La convicción de la propia impotencia para realizar todo el mal que desea
le trastorna y enajena. Como no puede arrojar fuera de sí el veneno que
fabrica, él mismo se va matando sin saberlo. Llega, en efecto, a envenenar
la fuente de la vida y a perder la salud. Aunque no en todos los
envidiosos este vicio causa heridas tan profundas, siempre aparta del
camino espiritual cuando no se trata como es debido. Ante su ataque,
cuando intenta convencernos de que la honra que se tributa a alguien
oscurece y rebaja en cierto modo la propia, se debe ser en un primer
momento firme para rechazarlo, y después considerar que nadie es perfecto
ni merece honor o gloria. Sólo a Dios se le debe el honor y la gloria. Por
otro lado, en muchas ocasiones debe uno retirarse para que otro coja el
relevo, de manera que la empresa en la que se está embarcado llegue a buen
término.
Si nos diéramos cuenta de la manera en que damos a las cosas un valor que
en realidad no tienen, seguramente el ego de la envidia no podría
alimentarse. Damos en muchas ocasione un valor absoluto a cosas que, en
verdad, no lo tienen. El ego de la envidia hace ver las ventajas de las
riquezas y de la posición, pero oculta a los ojos el trabajo con el que se
consiguen, el temor con el que se guardan y la facilidad con la que se
pierden. Muestra el brillo de los honores y de los cargos, pero no las
incomodidades y la responsabilidad de los cargos, los desvelos, las luchas
y las fatigas que siempre les acompaña.
Cuando se conoce el verdadero estado de ánimo de muchas personas a quienes
se les considera felices, más que envidia inspiran lástima. Y muchas veces
se envidia a los mismos que envidian a uno. No es adecuado envidiar ni
codiciar ningún bien, pues todos tenemos lo que nos merecemos, lo que
necesitamos para progresar espiritualmente. De manera paradójica, el
verdadero bien se multiplica cuando se divide y se distribuye
adecuadamente, y su disfrute no es menor para cada uno cuando más sean los
que lo gozan. Quien sucumbe al vicio de la envidia se encuentra muy lejos
de ese estado de consciencia, amor y bienestar que disfrutan muchas de las
persona que viven espiritualmente, y si le fuera posible ver esta
felicidad su misma envidia le daría un disgusto enorme.

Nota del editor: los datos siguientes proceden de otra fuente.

use eframe::egui::{Color32, RichText, Stroke, Ui};
use egui_extras::{Column, TableBuilder};
use egui_plot::{Legend, Plot, PlotPoint, PlotPoints, Polygon, Text};

use crate::config::MapConfig;
use crate::data::engine::ResourceSummary;
use crate::data::model::{AreaRecord, AreaStatus, GeoPoint};
use crate::state::AppState;
use crate::style;

const HIGHLIGHT: Color32 = Color32::from_rgb(0xff, 0xf3, 0xb0);

// ---------------------------------------------------------------------------
// Area map (lon/lat plot)
// ---------------------------------------------------------------------------

/// Tooltip shown when hovering an area.
pub fn tooltip_lines(area: &AreaRecord) -> [String; 5] {
    [
        format!("Area: {}", area.name),
        format!("Contract: {}", area.contract_type),
        format!("Resource: {}", area.resource_type),
        format!("Investment: ${} MUSD", area.investment_musd),
        format!("Reserves: {} MMBOE", area.reserves_mmboe),
    ]
}

/// First matched area whose boundary contains `point`.
pub fn area_at<'a>(areas: &[&'a AreaRecord], point: GeoPoint) -> Option<&'a AreaRecord> {
    areas.iter().copied().find(|a| a.boundary.contains(point))
}

/// Outline for an area; the one under the cursor (last frame) is drawn heavier.
pub fn area_stroke(area: &AreaRecord, hovered: Option<&str>) -> Stroke {
    let color = style::status_color(area.status);
    if hovered == Some(area.name.as_str()) {
        Stroke::new(4.0, style::BRAND_DARK)
    } else {
        Stroke::new(2.0, color)
    }
}

/// Render matched areas as filled polygons coloured by status.
pub fn area_map(ui: &mut Ui, state: &mut AppState, map: &MapConfig) {
    let half_lon = map.span_deg / 2.0;
    let half_lat = half_lon * 0.6;

    let mut plot = Plot::new("area_map")
        .height(420.0)
        .data_aspect(1.0)
        .x_axis_label("Longitude")
        .y_axis_label("Latitude")
        .include_x(map.center_lon - half_lon)
        .include_x(map.center_lon + half_lon)
        .include_y(map.center_lat - half_lat)
        .include_y(map.center_lat + half_lat)
        .legend(Legend::default());
    // keep every matched area in view even when it falls outside the default span
    for b in state.outcome.matched.iter().filter_map(|a| a.boundary.bounds()) {
        plot = plot
            .include_x(b.min.lon)
            .include_x(b.max.lon)
            .include_y(b.min.lat)
            .include_y(b.max.lat);
    }

    let hovered = state.hovered_area.as_deref();
    let response = plot.show(ui, |plot_ui| {
        for area in &state.outcome.matched {
            let color = style::status_color(area.status);
            let points: PlotPoints = area
                .boundary
                .vertices()
                .iter()
                .map(|p| [p.lon, p.lat])
                .collect();
            plot_ui.polygon(
                Polygon::new(points)
                    .name(&area.name)
                    .fill_color(color.gamma_multiply(0.5))
                    .stroke(area_stroke(area, hovered)),
            );
            if let Some(c) = area.boundary.centroid() {
                plot_ui.text(
                    Text::new(PlotPoint::new(c.lon, c.lat), RichText::new(&area.name).small())
                        .color(style::BRAND_DARK),
                );
            }
        }

        plot_ui
            .pointer_coordinate()
            .and_then(|p| area_at(&state.outcome.matched, GeoPoint::new(p.x, p.y)))
    });

    state.hovered_area = response.inner.map(|a| a.name.clone());
    if let Some(area) = response.inner {
        response.response.on_hover_ui_at_pointer(|ui: &mut Ui| {
            for line in tooltip_lines(area) {
                ui.label(line);
            }
        });
    }

    ui.horizontal(|ui: &mut Ui| {
        ui.colored_label(style::status_color(AreaStatus::Active), "■ Active");
        ui.colored_label(style::ALERT, "■ Other status");
    });
}

// ---------------------------------------------------------------------------
// Summary by resource type
// ---------------------------------------------------------------------------

fn max_of(summary: &[ResourceSummary], f: impl Fn(&ResourceSummary) -> f64) -> Option<f64> {
    summary.iter().map(f).reduce(f64::max)
}

fn cell(ui: &mut Ui, value: f64, max: Option<f64>) {
    let text = RichText::new(format!("{value}"));
    if max == Some(value) {
        ui.label(text.background_color(HIGHLIGHT).strong());
    } else {
        ui.label(text);
    }
}

/// Investment and reserves per resource type, maxima highlighted.
pub fn resource_summary(ui: &mut Ui, state: &AppState) {
    ui.strong("Summary by resource type");
    let summary = &state.views.resource_summary;
    if summary.is_empty() {
        ui.label(RichText::new("No areas match the current filters.").weak());
        return;
    }

    let max_inv = max_of(summary, |s| s.investment_musd);
    let max_res = max_of(summary, |s| s.reserves_mmboe);

    ui.push_id("resource_summary", |ui: &mut Ui| {
        TableBuilder::new(ui)
            .striped(true)
            .column(Column::auto().at_least(110.0))
            .column(Column::auto())
            .column(Column::remainder())
            .header(20.0, |mut header| {
                header.col(|ui: &mut Ui| {
                    ui.strong("Resource");
                });
                header.col(|ui: &mut Ui| {
                    ui.strong("Investment (MUSD)");
                });
                header.col(|ui: &mut Ui| {
                    ui.strong("Reserves (MMBOE)");
                });
            })
            .body(|mut body| {
                for s in summary {
                    body.row(18.0, |mut row| {
                        row.col(|ui: &mut Ui| {
                            ui.label(s.resource_type.to_string());
                        });
                        row.col(|ui: &mut Ui| cell(ui, s.investment_musd, max_inv));
                        row.col(|ui: &mut Ui| cell(ui, s.reserves_mmboe, max_res));
                    });
                }
            });
    });
}
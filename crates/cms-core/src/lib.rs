//! Core types, engine configuration, and utilities for cmake-sync.
//!
//! This crate provides the foundational types shared across the workspace:
//!
//! - Error types for configuration loading ([`ConfigError`])
//! - Engine configuration ([`EngineConfig`] and its sections)
//! - Domain types: [`FileNode`], [`BuildTarget`], [`ReparseFlags`],
//!   [`ReaderState`], [`DeploymentData`]
//! - Type aliases for `FxHashMap`/`FxHashSet` (faster than std)
//!
//! # Crate Dependencies
//!
//! ```text
//! cms-cli ──► cms-engine ──► cms-reader ──► cms-config ──► cms-core
//!                       ├──► cms-scanner ─────────────────►
//!                       └──► cms-watcher ─────────────────►
//! ```

#![deny(clippy::all)]
#![warn(missing_docs)]

pub mod config;
pub mod error;
pub mod hash;
pub mod types;

pub use config::{EngineConfig, ReparseConfig, ScanConfig, ToolConfig, WatchConfig};
pub use error::ConfigError;
pub use hash::{FxBuildHasher, FxHashMap, FxHashSet, fx_hash_map, fx_hash_set};
pub use types::{
    BacktraceFrame, BuildTarget, DeployableFile, DeployableKind, DeploymentData, FileNode,
    FileType, IncludePath, ProjectPart, ReaderState, ReparseFlags, TargetType,
    DEPLOYMENT_MANIFEST,
};
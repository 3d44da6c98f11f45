//! Error types for the cms-reader crate.
//!
//! Every failure of a parse cycle is a [`ReaderError`]. None of them is fatal
//! to the process; the orchestrator only needs to know which
//! [`ErrorClass`] a failure belongs to.

use std::time::Duration;

use camino::Utf8PathBuf;
use serde::{Deserialize, Serialize};

/// Coarse classification of a reader failure.
#[derive(Debug, Clone, Copy, PartialEq, Eq, Hash, Serialize, Deserialize)]
#[serde(rename_all = "snake_case")]
pub enum ErrorClass {
    /// Retrying later may succeed.
    Transient,
    /// The tool ran and reported a problem with the project.
    ToolReported,
    /// The tool's reply or protocol could not be understood.
    Protocol,
    /// The cycle cannot succeed until the parameters change.
    FatalToCycle,
}

/// Errors that can occur while running the tool or reading its reply.
///
/// # Examples
///
/// ```
/// use cms_reader::{ErrorClass, ReaderError};
///
/// let err = ReaderError::exited(2);
/// assert_eq!(err.to_string(), "CMake returned error code: 2");
/// assert_eq!(err.kind(), ErrorClass::ToolReported);
/// assert!(!err.is_fatal());
/// ```
#[derive(Debug, thiserror::Error)]
pub enum ReaderError {
    /// The tool executable could not be started.
    #[error("failed to start {program}: {source}")]
    ToolNotFound {
        /// The program that was looked up.
        program: Utf8PathBuf,
        /// The spawn error.
        #[source]
        source: std::io::Error,
    },

    /// The tool exited with a nonzero status.
    #[error("CMake returned error code: {code}")]
    ToolExitedNonZero {
        /// The exit code.
        code: i32,
    },

    /// The tool was terminated by a signal.
    #[error("CMake process crashed")]
    ToolCrashed,

    /// The tool did not finish in time and was killed.
    #[error("CMake process timed out after {}s", .0.as_secs())]
    Timeout(Duration),

    /// The parse was stopped.
    #[error("parse cancelled")]
    Cancelled,

    /// No reply index was found after the run.
    #[error("no reply index found in {0}")]
    ReplyMissing(Utf8PathBuf),

    /// A reply file exists but could not be understood.
    #[error("malformed reply {path}: {message}")]
    ReplyMalformed {
        /// The offending file.
        path: Utf8PathBuf,
        /// What was wrong with it.
        message: String,
    },

    /// The server reported an error for a request.
    #[error("{0}")]
    ServerError(String),

    /// An I/O error outside the tool process.
    #[error("I/O error at {path}: {source}")]
    Io {
        /// The path being accessed.
        path: Utf8PathBuf,
        /// The underlying error.
        #[source]
        source: std::io::Error,
    },
}

impl ReaderError {
    /// Creates a new [`ReaderError::ToolNotFound`] error.
    #[inline]
    pub fn tool_not_found(program: impl Into<Utf8PathBuf>, source: std::io::Error) -> Self {
        Self::ToolNotFound {
            program: program.into(),
            source,
        }
    }

    /// Creates a new [`ReaderError::ToolExitedNonZero`] error.
    #[inline]
    pub const fn exited(code: i32) -> Self {
        Self::ToolExitedNonZero { code }
    }

    /// Creates a new [`ReaderError::ReplyMalformed`] error.
    #[inline]
    pub fn malformed(path: impl Into<Utf8PathBuf>, message: impl ToString) -> Self {
        Self::ReplyMalformed {
            path: path.into(),
            message: message.to_string(),
        }
    }

    /// Creates a new [`ReaderError::Io`] error.
    #[inline]
    pub fn io(path: impl Into<Utf8PathBuf>, source: std::io::Error) -> Self {
        Self::Io {
            path: path.into(),
            source,
        }
    }

    /// Returns the class of this error.
    #[must_use]
    pub const fn kind(&self) -> ErrorClass {
        match self {
            Self::ToolNotFound { .. } => ErrorClass::FatalToCycle,
            Self::ToolExitedNonZero { .. } | Self::ToolCrashed | Self::ServerError(_) => {
                ErrorClass::ToolReported
            }
            Self::ReplyMissing(_) | Self::ReplyMalformed { .. } => ErrorClass::Protocol,
            Self::Timeout(_) | Self::Cancelled | Self::Io { .. } => ErrorClass::Transient,
        }
    }

    /// Returns `true` if automatic retries should stop until the
    /// parameters change.
    #[inline]
    #[must_use]
    pub const fn is_fatal(&self) -> bool {
        matches!(self.kind(), ErrorClass::FatalToCycle)
    }

    /// Returns `true` if a later cycle may succeed without user action.
    #[inline]
    #[must_use]
    pub const fn is_recoverable(&self) -> bool {
        matches!(self.kind(), ErrorClass::Transient)
    }

    /// Returns the file path associated with this error, if any.
    #[must_use]
    pub fn path(&self) -> Option<&Utf8PathBuf> {
        match self {
            Self::ToolNotFound { program, .. } => Some(program),
            Self::ReplyMissing(path) | Self::ReplyMalformed { path, .. } | Self::Io { path, .. } => {
                Some(path)
            }
            _ => None,
        }
    }
}
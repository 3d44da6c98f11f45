//! Event types for directory change notifications.
//!
//! The debouncer reports every path touched during its window. The watcher
//! forwards each window as one [`FileEventBatch`]; the engine then asks the
//! batch which directories changed and runs the differential listing check
//! on those.
//!
//! # Event Flow
//!
//! ```text
//! Directory change
//!        │
//!        ▼
//! notify-debouncer-mini (100ms debounce)
//!        │
//!        ▼
//!   FileEventBatch (one per debounce window)
//!        │
//!        ▼
//!   Engine: directories() ──► listing check ──► throttled rescan
//! ```

use std::time::Instant;

use camino::{Utf8Path, Utf8PathBuf};
use serde::{Deserialize, Serialize};
use smallvec::SmallVec;

/// A change reported for one path.
///
/// The debouncer does not distinguish create, modify and delete; neither
/// does this type.
///
/// # Examples
///
/// ```
/// use cms_watcher::FileEvent;
/// use camino::Utf8PathBuf;
///
/// let event = FileEvent::new(Utf8PathBuf::from("/p/src/CMakeLists.txt"));
/// assert_eq!(event.directory().map(|d| d.as_str()), Some("/p/src"));
/// assert!(event.is_project_file());
/// ```
#[derive(Debug, Clone, PartialEq, Eq)]
pub struct FileEvent {
    /// The path that changed.
    pub path: Utf8PathBuf,

    /// When the event was received.
    pub timestamp: Instant,
}

impl FileEvent {
    /// Creates an event stamped now.
    #[inline]
    #[must_use]
    pub fn new(path: Utf8PathBuf) -> Self {
        Self {
            path,
            timestamp: Instant::now(),
        }
    }

    /// Creates an event with a specific timestamp.
    #[inline]
    #[must_use]
    pub const fn with_timestamp(path: Utf8PathBuf, timestamp: Instant) -> Self {
        Self { path, timestamp }
    }

    /// Returns the file name, if any.
    #[inline]
    #[must_use]
    pub fn file_name(&self) -> Option<&str> {
        self.path.file_name()
    }

    /// Returns the directory containing the changed path.
    #[inline]
    #[must_use]
    pub fn directory(&self) -> Option<&Utf8Path> {
        self.path.parent()
    }

    /// Returns `true` for build-description files (`CMakeLists.txt`,
    /// `*.cmake`).
    #[must_use]
    pub fn is_project_file(&self) -> bool {
        self.file_name() == Some("CMakeLists.txt") || self.path.extension() == Some("cmake")
    }
}

/// The events of one debounce window.
///
/// Uses [`SmallVec`] with inline storage for up to 8 events; a single save
/// rarely touches more.
///
/// # Examples
///
/// ```
/// use cms_watcher::{FileEvent, FileEventBatch};
/// use camino::Utf8PathBuf;
///
/// let batch: FileEventBatch = [
///     FileEvent::new(Utf8PathBuf::from("/p/src/a.cpp")),
///     FileEvent::new(Utf8PathBuf::from("/p/src/b.cpp")),
///     FileEvent::new(Utf8PathBuf::from("/p/include/a.h")),
/// ]
/// .into_iter()
/// .collect();
///
/// assert_eq!(batch.len(), 3);
/// let dirs: Vec<_> = batch.directories().into_iter().map(|d| d.as_str()).collect();
/// assert_eq!(dirs, ["/p/include", "/p/src"]);
/// ```
#[derive(Debug, Clone)]
pub struct FileEventBatch {
    /// The events in arrival order.
    pub events: SmallVec<[FileEvent; 8]>,

    /// When the batch was created.
    pub received_at: Instant,
}

impl FileEventBatch {
    /// Creates an empty batch.
    #[inline]
    #[must_use]
    pub fn new() -> Self {
        Self {
            events: SmallVec::new(),
            received_at: Instant::now(),
        }
    }

    /// Creates a batch from events.
    #[inline]
    #[must_use]
    pub fn from_events(events: impl IntoIterator<Item = FileEvent>) -> Self {
        Self {
            events: events.into_iter().collect(),
            received_at: Instant::now(),
        }
    }

    /// Adds an event.
    #[inline]
    pub fn push(&mut self, event: FileEvent) {
        self.events.push(event);
    }

    /// Returns the number of events.
    #[inline]
    #[must_use]
    pub fn len(&self) -> usize {
        self.events.len()
    }

    /// Returns `true` if the batch contains no events.
    #[inline]
    #[must_use]
    pub fn is_empty(&self) -> bool {
        self.events.is_empty()
    }

    /// Returns an iterator over the events.
    #[inline]
    pub fn iter(&self) -> impl Iterator<Item = &FileEvent> {
        self.events.iter()
    }

    /// Returns the events touching build-description files.
    #[inline]
    pub fn project_file_events(&self) -> impl Iterator<Item = &FileEvent> {
        self.events.iter().filter(|e| e.is_project_file())
    }

    /// Returns the unique changed paths, sorted.
    #[must_use]
    pub fn unique_paths(&self) -> Vec<&Utf8Path> {
        let mut paths: Vec<&Utf8Path> = self.events.iter().map(|e| e.path.as_path()).collect();
        paths.sort_unstable();
        paths.dedup();
        paths
    }

    /// Returns the unique directories containing a changed path, sorted.
    #[must_use]
    pub fn directories(&self) -> Vec<&Utf8Path> {
        let mut dirs: Vec<&Utf8Path> = self.events.iter().filter_map(FileEvent::directory).collect();
        dirs.sort_unstable();
        dirs.dedup();
        dirs
    }
}

impl Default for FileEventBatch {
    fn default() -> Self {
        Self::new()
    }
}

impl IntoIterator for FileEventBatch {
    type Item = FileEvent;
    type IntoIter = smallvec::IntoIter<[FileEvent; 8]>;

    fn into_iter(self) -> Self::IntoIter {
        self.events.into_iter()
    }
}

impl<'a> IntoIterator for &'a FileEventBatch {
    type Item = &'a FileEvent;
    type IntoIter = std::slice::Iter<'a, FileEvent>;

    fn into_iter(self) -> Self::IntoIter {
        self.events.iter()
    }
}

impl FromIterator<FileEvent> for FileEventBatch {
    fn from_iter<T: IntoIterator<Item = FileEvent>>(iter: T) -> Self {
        Self::from_events(iter)
    }
}

/// Summary of one batch, for logging.
#[derive(Debug, Clone, Default, PartialEq, Eq, Serialize, Deserialize)]
pub struct EventBatchStats {
    /// Total number of events.
    pub total_events: usize,

    /// Events touching build-description files.
    pub project_file_events: usize,

    /// Number of unique paths.
    pub unique_files: usize,

    /// Number of unique directories.
    pub directories: usize,
}

impl EventBatchStats {
    /// Computes the summary of `batch`.
    #[must_use]
    pub fn from_batch(batch: &FileEventBatch) -> Self {
        Self {
            total_events: batch.len(),
            project_file_events: batch.project_file_events().count(),
            unique_files: batch.unique_paths().len(),
            directories: batch.directories().len(),
        }
    }
}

Con este vicio sólo se logra producirse uno mismo desgracias y, en muchas
ocasiones, ensalzar a quien se envidia, pues se contribuye con la
intención y la voluntad a darle importancia a los ojos de las gentes. No
es el mejor camino disgustarse por que le pasen a uno por delante, ya sea
por virtud o por conocimiento, y consigan sus propósitos. Tampoco es lo
más apropiado envidiarlos ni sentir ira contra uno mismo porque no tiene
esa capacidad. Debemos ver nuestra situación personal en la Vida, las
características y capacidades personales, el sentido de la propia vida y
ver, también, cómo actúa en ella el ego de la envidia. Tenemos que ser
capaces de ver todo ello y reflexionar para ser conscientes y obrar
adecuadamente. La virtud de las demás personas no debe ser la causa de
que, por la envidia, perdamos la nuestra. Antes bien, debemos servirnos de
la envidia y de todos los demás egos para vivir espiritualmente.